RECORDS SUPPLIED:
# # #

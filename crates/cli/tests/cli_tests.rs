// End-to-end tests for the `rplan` binary.
// Run with: cargo test -p routeplan-cli --test cli_tests -- --nocapture

use std::path::{Path, PathBuf};
use std::process::{Command, Output};

use calamine::{open_workbook_auto, Data, Reader};
use rust_xlsxwriter::Workbook;

fn rplan(dir: &Path) -> Command {
    let mut cmd = Command::new(env!("CARGO_BIN_EXE_rplan"));
    cmd.current_dir(dir);
    cmd.env_remove("RPLAN_CONFIG");
    cmd
}

fn run(dir: &Path, args: &[&str]) -> Output {
    rplan(dir).args(args).output().expect("run rplan")
}

fn stderr(output: &Output) -> String {
    String::from_utf8_lossy(&output.stderr).into_owned()
}

/// Planning workbook with the Aalsmeer evening sheet and one unrelated sheet.
fn write_planning(path: &Path) {
    let mut book = Workbook::new();
    let ws = book.add_worksheet().set_name("Avond. Aalsmeer").unwrap();
    ws.write_string(0, 0, "Kar").unwrap();
    ws.write_string(0, 1, "Klantnaam").unwrap();
    for (i, name) in ["Zon Kwekerij", "Acme Bloemen", "Acme Bloemen"].iter().enumerate() {
        ws.write_number(i as u32 + 1, 0, (i + 1) as f64).unwrap();
        ws.write_string(i as u32 + 1, 1, *name).unwrap();
    }
    let ws = book.add_worksheet().set_name("Instructies").unwrap();
    ws.write_string(0, 0, "Niet wijzigen").unwrap();
    book.save(path).unwrap();
}

const EXPORT: &str = "\
Order,Customer Name,Route Key
1,Acme Bloemen B.V.,aalsmeer_evening
2,Acme Bloemen B.V.,aalsmeer_evening
3,Zon Kwekerij,aalsmeer_evening
4,Tulpenhof,aalsmeer_evening
5,Unknown,aalsmeer_evening
";

const CONFIG: &str = r#"routes = ["aalsmeer_evening"]"#;

struct Fixture {
    dir: tempfile::TempDir,
}

impl Fixture {
    fn new() -> Self {
        let dir = tempfile::tempdir().unwrap();
        write_planning(&dir.path().join("planning.xlsx"));
        std::fs::write(dir.path().join("export.csv"), EXPORT).unwrap();
        std::fs::write(dir.path().join("routeplan.toml"), CONFIG).unwrap();
        Self { dir }
    }

    fn path(&self) -> &Path {
        self.dir.path()
    }

    fn file(&self, name: &str) -> PathBuf {
        self.dir.path().join(name)
    }

    fn run(&self, args: &[&str]) -> Output {
        run(self.path(), args)
    }

    fn match_(&self) -> Output {
        self.run(&["match", "-p", "planning.xlsx", "-e", "export.csv", "-c", "routeplan.toml"])
    }

    fn backups(&self) -> Vec<PathBuf> {
        std::fs::read_dir(self.path())
            .unwrap()
            .map(|e| e.unwrap().path())
            .filter(|p| p.to_string_lossy().contains("_BACKUP_"))
            .collect()
    }
}

fn customers(path: &Path) -> Vec<String> {
    let mut book = open_workbook_auto(path).unwrap();
    let range = book.worksheet_range("Avond. Aalsmeer").unwrap();
    range
        .rows()
        .skip(1)
        .filter_map(|r| match r.get(1) {
            Some(Data::String(s)) => Some(s.clone()),
            _ => None,
        })
        .collect()
}

// ---------------------------------------------------------------------------
// match
// ---------------------------------------------------------------------------

#[test]
fn match_writes_mapping_file() {
    let fx = Fixture::new();
    let output = fx.match_();
    assert!(output.status.success(), "stderr: {}", stderr(&output));

    let mapping = std::fs::read_to_string(fx.file("mapping.csv")).unwrap();
    let mut lines = mapping.lines();
    assert_eq!(lines.next(), Some("Route,Excel_Name,API_Name,Match_Score,Confidence,Action,Notes"));
    assert!(mapping.contains("ADD_TO_EXCEL"));
    assert!(mapping.contains("Tulpenhof"));
    assert!(!mapping.contains("Unknown"));
    assert!(stderr(&output).contains("wrote mapping.csv"));
}

#[test]
fn match_json_reports_stats() {
    let fx = Fixture::new();
    let output = fx.run(&["match", "-p", "planning.xlsx", "-e", "export.csv", "-c", "routeplan.toml", "--json"]);
    assert!(output.status.success(), "stderr: {}", stderr(&output));

    let json: serde_json::Value = serde_json::from_slice(&output.stdout).expect("valid JSON");
    let results = json["results"].as_array().unwrap();
    assert_eq!(json["stats"]["total"].as_u64().unwrap() as usize, results.len());
    assert_eq!(json["stats"]["add_to_excel"], 1);
    assert!(results.iter().all(|r| r["route"] == "aalsmeer_evening"));
}

#[test]
fn bad_threshold_order_is_a_usage_error() {
    let fx = Fixture::new();
    let output = fx.run(&[
        "match", "-p", "planning.xlsx", "-e", "export.csv", "--threshold-high", "50", "--threshold-medium", "80",
    ]);
    assert_eq!(output.status.code(), Some(2));
    assert!(stderr(&output).starts_with("error:"));
}

#[test]
fn broken_config_is_a_usage_error() {
    let fx = Fixture::new();
    std::fs::write(fx.file("broken.toml"), "routes = [\"westland_evening\"]").unwrap();
    let output = fx.run(&["match", "-p", "planning.xlsx", "-e", "export.csv", "-c", "broken.toml"]);
    assert_eq!(output.status.code(), Some(2));
    assert!(stderr(&output).contains("westland_evening"));
}

#[test]
fn missing_planning_file_exits_1_with_hint() {
    let fx = Fixture::new();
    let output = fx.run(&["match", "-p", "absent.xlsx", "-e", "export.csv"]);
    assert_eq!(output.status.code(), Some(1));
    let err = stderr(&output);
    assert!(err.contains("not found"));
    assert!(err.contains("hint:"));
}

// ---------------------------------------------------------------------------
// apply
// ---------------------------------------------------------------------------

#[test]
fn apply_with_yes_updates_workbook() {
    let fx = Fixture::new();
    assert!(fx.match_().status.success());

    let output = fx.run(&["apply", "-p", "planning.xlsx", "-m", "mapping.csv", "-c", "routeplan.toml", "--yes"]);
    assert!(output.status.success(), "stderr: {}", stderr(&output));
    assert_eq!(fx.backups().len(), 1);

    let names = customers(&fx.file("planning.xlsx"));
    assert_eq!(names, vec!["Acme Bloemen B.V.", "Acme Bloemen B.V.", "Tulpenhof", "Zon Kwekerij"]);

    let mut book = open_workbook_auto(fx.file("planning.xlsx")).unwrap();
    assert_eq!(book.sheet_names().to_vec(), vec!["Avond. Aalsmeer", "Instructies", "Changes_Log"]);
    let log = book.worksheet_range("Changes_Log").unwrap();
    assert_eq!(log.get_value((0, 0)), Some(&Data::String("Route".into())));
    assert_eq!(log.height(), 3);
}

#[test]
fn apply_without_confirmation_leaves_workbook_unchanged() {
    let fx = Fixture::new();
    assert!(fx.match_().status.success());
    let before = std::fs::read(fx.file("planning.xlsx")).unwrap();

    // stdin is closed, so the prompt cannot be answered with "yes"
    let output = fx.run(&["apply", "-p", "planning.xlsx", "-m", "mapping.csv", "-c", "routeplan.toml"]);
    assert_eq!(output.status.code(), Some(1));
    assert_eq!(std::fs::read(fx.file("planning.xlsx")).unwrap(), before);
    assert_eq!(fx.backups().len(), 1);
}

#[test]
fn apply_to_separate_output() {
    let fx = Fixture::new();
    assert!(fx.match_().status.success());
    let before = std::fs::read(fx.file("planning.xlsx")).unwrap();

    let output = fx.run(&[
        "apply", "-p", "planning.xlsx", "-m", "mapping.csv", "-c", "routeplan.toml", "-o", "updated.xlsx", "-y",
        "--json",
    ]);
    assert!(output.status.success(), "stderr: {}", stderr(&output));
    assert_eq!(std::fs::read(fx.file("planning.xlsx")).unwrap(), before);

    let report: serde_json::Value = serde_json::from_slice(&output.stdout).expect("valid JSON");
    assert!(report["output"].as_str().unwrap().ends_with("updated.xlsx"));
    assert!(customers(&fx.file("updated.xlsx")).contains(&"Tulpenhof".to_string()));
}

#[test]
fn apply_rejects_corrupt_mapping() {
    let fx = Fixture::new();
    std::fs::write(
        fx.file("mapping.csv"),
        "Route,Excel_Name,API_Name,Match_Score,Confidence,Action,Notes\naalsmeer_evening,A,B,95%,HIGH,DELETE,\n",
    )
    .unwrap();
    let output = fx.run(&["apply", "-p", "planning.xlsx", "-m", "mapping.csv", "-y"]);
    assert_eq!(output.status.code(), Some(1));
    assert!(stderr(&output).contains("mapping line 2"));
    assert!(fx.backups().is_empty());
}

// ---------------------------------------------------------------------------
// diff / compare
// ---------------------------------------------------------------------------

#[test]
fn diff_writes_report() {
    let fx = Fixture::new();
    let output = fx.run(&["diff", "-p", "planning.xlsx", "-e", "export.csv", "-c", "routeplan.toml", "--json"]);
    assert!(output.status.success(), "stderr: {}", stderr(&output));

    let rows: serde_json::Value = serde_json::from_slice(&output.stdout).expect("valid JSON");
    assert_eq!(rows.as_array().unwrap().len(), 2);
    assert_eq!(rows[0]["planning_orders"], 3);
    assert_eq!(rows[0]["export_orders"], 5);
    assert!(stderr(&output).contains("MISMATCH"));

    let book = open_workbook_auto(fx.file("route_diff.xlsx")).unwrap();
    assert_eq!(book.sheet_names().to_vec(), vec!["Summary", "Details", "Aalsmeer Evening"]);
}

#[test]
fn compare_backup_against_updated_workbook() {
    let fx = Fixture::new();
    assert!(fx.match_().status.success());
    assert!(fx.run(&["apply", "-p", "planning.xlsx", "-m", "mapping.csv", "-c", "routeplan.toml", "-y"]).status.success());
    let backup = fx.backups().pop().unwrap();

    let output = fx.run(&[
        "compare",
        "-e",
        "export.csv",
        "--before",
        backup.to_str().unwrap(),
        "--after",
        "planning.xlsx",
        "-c",
        "routeplan.toml",
        "--json",
    ]);
    assert!(output.status.success(), "stderr: {}", stderr(&output));

    let json: serde_json::Value = serde_json::from_slice(&output.stdout).expect("valid JSON");
    let route = &json["rows"][0];
    assert_eq!(route["export_customers"], 3);
    assert_eq!(route["after_matched"], 3);
    assert!(route["after_matched"].as_u64() > route["before_matched"].as_u64());
    assert!(fx.file("comparison.xlsx").exists());
}
use std::collections::{BTreeMap, BTreeSet};

use crate::classify::{classify, Pairing};
use crate::config::{ReconConfig, Thresholds};
use crate::evidence::compute_stats;
use crate::matcher::best_match;
use crate::model::{CustomerRecord, MatchCandidate, MatchResult, MatchStats, Partition, RouteKey, Source};
use crate::normalize::normalize;
use crate::scorer::Scorer;

/// Output of one matching run across all configured routes.
#[derive(Debug, Clone, PartialEq, serde::Serialize)]
pub struct MatchRun {
    pub scorer: &'static str,
    pub results: Vec<MatchResult>,
    pub stats: MatchStats,
}

/// Match every configured route using the scorer named in the config.
pub fn run(config: &ReconConfig, records: &[CustomerRecord]) -> MatchRun {
    let scorer = config.scorer.kind.build();
    let results = match_all(records, config, scorer.as_ref());
    let stats = compute_stats(&results);
    MatchRun { scorer: scorer.name(), results, stats }
}

/// Group records by route. Names are trimmed, deduplicated and sorted; names
/// that normalize to nothing are dropped with a warning.
pub fn partition(records: &[CustomerRecord]) -> BTreeMap<RouteKey, Partition> {
    let mut sets: BTreeMap<RouteKey, (BTreeSet<String>, BTreeSet<String>)> = BTreeMap::new();
    for record in records {
        let name = record.raw_name.trim();
        if normalize(name).is_empty() {
            if !name.is_empty() {
                log::warn!(
                    "{}: dropping {:?} customer '{name}' (empty after normalization)",
                    record.route,
                    record.source
                );
            }
            continue;
        }
        let entry = sets.entry(record.route).or_default();
        match record.source {
            Source::Planning => entry.0.insert(name.to_string()),
            Source::Export => entry.1.insert(name.to_string()),
        };
    }

    sets.into_iter()
        .map(|(route, (planning, export))| {
            let partition = Partition {
                planning: planning.into_iter().collect(),
                export: export.into_iter().collect(),
            };
            (route, partition)
        })
        .collect()
}

/// Match one route's planning names against its export names.
///
/// Planning names are processed in order; each yields one result. Export
/// names stay eligible for later queries after being matched, and the
/// matched set only determines which export names are left over for
/// `ADD_TO_EXCEL`.
pub fn match_route(
    route: RouteKey,
    partition: &Partition,
    thresholds: &Thresholds,
    scorer: &dyn Scorer,
) -> Vec<MatchResult> {
    let cutoff = thresholds.cutoff();
    let mut matched: BTreeSet<&str> = BTreeSet::new();
    let mut results = Vec::with_capacity(partition.planning.len() + partition.export.len());

    for source_name in &partition.planning {
        let pairing = match best_match(source_name, &partition.export, cutoff, scorer) {
            (Some(target), score) => {
                matched.insert(target);
                Pairing::Matched(MatchCandidate {
                    source_name: source_name.clone(),
                    target_name: target.to_string(),
                    score,
                })
            }
            (None, _) => Pairing::Unmatched { source_name: source_name.clone() },
        };
        results.push(classify(route, pairing, thresholds));
    }

    for target_name in &partition.export {
        if !matched.contains(target_name.as_str()) {
            let pairing = Pairing::Leftover { target_name: target_name.clone() };
            results.push(classify(route, pairing, thresholds));
        }
    }

    log::debug!(
        "{route}: {} planning, {} export, {} export names matched",
        partition.planning.len(),
        partition.export.len(),
        matched.len()
    );
    results
}

/// Match every route listed in `config.routes`, in that order. Records for
/// routes outside the list are ignored with a warning.
pub fn match_all(records: &[CustomerRecord], config: &ReconConfig, scorer: &dyn Scorer) -> Vec<MatchResult> {
    let mut partitions = partition(records);
    let mut results = Vec::new();

    for route in &config.routes {
        let part = partitions.remove(route).unwrap_or_default();
        if part.planning.is_empty() && part.export.is_empty() {
            log::info!("{route}: no customers on either side");
            continue;
        }
        results.extend(match_route(*route, &part, &config.thresholds, scorer));
    }

    for (route, part) in partitions {
        log::warn!(
            "{route}: not in configured routes, skipping {} planning / {} export customers",
            part.planning.len(),
            part.export.len()
        );
    }

    results
}
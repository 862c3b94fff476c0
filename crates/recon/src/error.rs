use std::fmt;

#[derive(Debug)]
pub enum ReconError {
    /// TOML parse / deserialization error.
    ConfigParse(String),
    /// Config validation error (threshold ordering, out-of-range score, etc.).
    ConfigValidation(String),
    /// A route key string that is not one of the six site × shift combinations.
    UnknownRoute(String),
    /// An action label that is not part of the action taxonomy.
    InvalidAction(String),
    /// A score cell that cannot be read as a number in [0, 100].
    InvalidScore(String),
    /// A result whose names contradict its action (e.g. NOT_IN_API with an export name).
    InconsistentResult(String),
}

impl fmt::Display for ReconError {
    fn fmt(&self, f: &mut fmt::Formatter<'_>) -> fmt::Result {
        match self {
            Self::ConfigParse(msg) => write!(f, "config parse error: {msg}"),
            Self::ConfigValidation(msg) => write!(f, "config validation error: {msg}"),
            Self::UnknownRoute(route) => write!(f, "unknown route: '{route}'"),
            Self::InvalidAction(action) => write!(f, "unknown action: '{action}'"),
            Self::InvalidScore(value) => write!(f, "cannot parse match score '{value}'"),
            Self::InconsistentResult(msg) => write!(f, "inconsistent result: {msg}"),
        }
    }
}

impl std::error::Error for ReconError {}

# # #

Give the number of lines in the material above that include the string "normalize", with no further text.

3